Every image, every video, seems unreal, surreal as if they are scenes from a movie or pages of a novel coming alive. The harsh truth, however, is that this is the reality that has engulfed an entire nation — a nation left alone by its main backers and captured by the Taliban. 

The day ended, and night fell, by which at least seven people had reportedly lost their lives amid the chaos at the airport. The airport building housed faces laced with terror, with anguish, desperation and despair in the air, with people hoping against hope to flee the country. 

Some said that the Taliban would not hurt anyone. But the visuals from the morning told a different story. 

Even after dark, several men, women and children walked towards the airport with bags and essentials. Outside the terminal, armoured vehicles with Taliban fighters blocked access to those who gathered. Occasionally, intimidating gunshots were fired in the air to scare the already terrified, helpless people. 
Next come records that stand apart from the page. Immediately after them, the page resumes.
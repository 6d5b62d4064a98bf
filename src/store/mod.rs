//! Project store: the project list, the active project and its knowledge base.
//!
//! There is always at least one project and the active index always points at
//! one of them. Every mutation writes the whole list back to storage.

pub mod storage;

use std::sync::Arc;

use thiserror::Error;

use crate::schema::asset::{Asset, AssetUpload};
use crate::schema::game::GeneratedGame;
use crate::schema::project::{Project, DEFAULT_PROJECT_NAME, NEW_PROJECT_NAME};
use crate::schema::scene::Scene;
use storage::Storage;

pub const PROJECTS_KEY: &str = "gameProjects";

#[derive(Debug, Error, PartialEq)]
pub enum StoreError {
    #[error("at least one project must remain")]
    LastProject,
    #[error("project '{0}' not found")]
    ProjectNotFound(String),
    #[error("project name must not be blank")]
    EmptyName,
    #[error("the active project has no knowledge-base assets")]
    EmptyKnowledgeBase,
    #[error("asset '{0}' not found in the active project")]
    AssetNotFound(String),
}

pub struct ProjectStore {
    storage: Arc<dyn Storage + Send + Sync>,
    projects: Vec<Project>,
    active: usize,
}

impl ProjectStore {
    /// Restore the project list. Never fails: missing, empty or corrupted data
    /// yields a single default project. Nothing is written back until the
    /// first mutation.
    pub fn load(storage: Arc<dyn Storage + Send + Sync>) -> Self {
        let projects = match storage.read(PROJECTS_KEY) {
            Ok(Some(raw)) => match decode(&raw) {
                Some(projects) => projects,
                None => {
                    log::error!("stored projects are corrupted, starting fresh");
                    if let Err(e) = storage.remove(PROJECTS_KEY) {
                        log::error!("could not remove corrupted projects: {}", e);
                    }
                    Vec::new()
                }
            },
            Ok(None) => Vec::new(),
            Err(e) => {
                log::error!("project read failed: {}", e);
                Vec::new()
            }
        };

        let projects = if projects.is_empty() {
            vec![Project::new(DEFAULT_PROJECT_NAME)]
        } else {
            log::info!("loaded {} projects", projects.len());
            projects
        };

        Self {
            storage,
            projects,
            active: 0,
        }
    }

    pub fn projects(&self) -> &[Project] {
        &self.projects
    }

    pub fn project(&self, project_id: &str) -> Option<&Project> {
        self.projects.iter().find(|p| p.id == project_id)
    }

    pub fn active(&self) -> &Project {
        &self.projects[self.active]
    }

    fn index_of(&self, project_id: &str) -> Result<usize, StoreError> {
        self.projects
            .iter()
            .position(|p| p.id == project_id)
            .ok_or_else(|| StoreError::ProjectNotFound(project_id.to_string()))
    }

    /// Add a project and make it active. A blank name becomes `新游戏项目`.
    pub fn create(&mut self, name: &str) -> &Project {
        let name = match name.trim() {
            "" => NEW_PROJECT_NAME,
            _ => name,
        };
        self.projects.push(Project::new(name));
        self.active = self.projects.len() - 1;
        self.persist();
        self.active()
    }

    pub fn rename(&mut self, project_id: &str, name: &str) -> Result<(), StoreError> {
        if name.trim().is_empty() {
            return Err(StoreError::EmptyName);
        }
        let index = self.index_of(project_id)?;
        self.projects[index].name = name.to_string();
        self.persist();
        Ok(())
    }

    /// Delete a project. The last remaining project cannot be deleted.
    /// Deleting the active project activates the first remaining one.
    pub fn delete(&mut self, project_id: &str) -> Result<(), StoreError> {
        if self.projects.len() <= 1 {
            return Err(StoreError::LastProject);
        }
        let index = self.index_of(project_id)?;
        self.projects.remove(index);

        if index == self.active {
            self.active = 0;
        } else if index < self.active {
            self.active -= 1;
        }
        self.persist();
        Ok(())
    }

    pub fn set_active(&mut self, project_id: &str) -> Result<(), StoreError> {
        self.active = self.index_of(project_id)?;
        Ok(())
    }

    /// Classify uploads and append them to the active project's knowledge base.
    /// Returns the classified assets.
    pub fn ingest_assets(&mut self, uploads: Vec<AssetUpload>) -> Vec<Asset> {
        let assets: Vec<Asset> = uploads
            .into_iter()
            .map(|upload| {
                let mut asset = Asset::from_upload(upload);
                asset.classify();
                asset
            })
            .collect();

        self.projects[self.active]
            .knowledge_base
            .extend(assets.iter().cloned());
        log::info!(
            "added {} assets to {}",
            assets.len(),
            self.projects[self.active].name
        );
        self.persist();
        assets
    }

    pub fn remove_asset(&mut self, asset_id: &str) -> Result<(), StoreError> {
        let knowledge_base = &mut self.projects[self.active].knowledge_base;
        let before = knowledge_base.len();
        knowledge_base.retain(|a| a.id != asset_id);
        if knowledge_base.len() == before {
            return Err(StoreError::AssetNotFound(asset_id.to_string()));
        }
        self.persist();
        Ok(())
    }

    /// Snapshot the editor scenes into a playable game for the active project.
    pub fn generate_game(&self, scenes: &[Scene]) -> Result<GeneratedGame, StoreError> {
        let project = self.active();
        if project.knowledge_base.is_empty() {
            return Err(StoreError::EmptyKnowledgeBase);
        }
        Ok(GeneratedGame::snapshot(project, scenes))
    }

    // Write failures keep the in-memory state.
    fn persist(&self) {
        let json = match serde_json::to_string(&self.projects) {
            Ok(json) => json,
            Err(e) => {
                log::error!("project encode failed: {}", e);
                return;
            }
        };
        if let Err(e) = self.storage.write(PROJECTS_KEY, &json) {
            log::error!("project write failed: {}", e);
        }
    }
}

// `None` when the blob is not a JSON array of objects.
fn decode(raw: &str) -> Option<Vec<Project>> {
    let value: serde_json::Value = match serde_json::from_str(raw) {
        Ok(value) => value,
        Err(e) => {
            log::warn!("project blob is not JSON: {}", e);
            return None;
        }
    };
    let records = value.as_array()?;
    if let Some(bad) = records.iter().find(|r| !r.is_object()) {
        log::warn!("project record is not an object: {}", bad);
        return None;
    }
    Some(records.iter().map(Project::from_json_lenient).collect())
}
Afghanistan has fallen to the Taliban. They have already taken over the presidential palace. They have rechristened the country as the Islamic Emirate of Afghanistan. 

US-backed President Ashraf Ghani has resigned and fled. He says he wants peace and does not wish to witness bloodshed. 

The common people of the country, however, have little choice. 

Women have no choice but to stay at home, covered in a burqa from head to toe. They cannot go out without the company of a male relative; they cannot work or study. If they defy the rules, they will be met with a gun to the forehead. 

There is chaos all around—mayhem reigns. People are running, screaming, crying, trying to flee, and dying.  

Something that Afghan-American author Khaled Hosseini has recently written seems to echo all the time: “Perhaps the Taliban have changed, some say. But have they? The coming days, weeks, and months will go a long way toward answering that question.”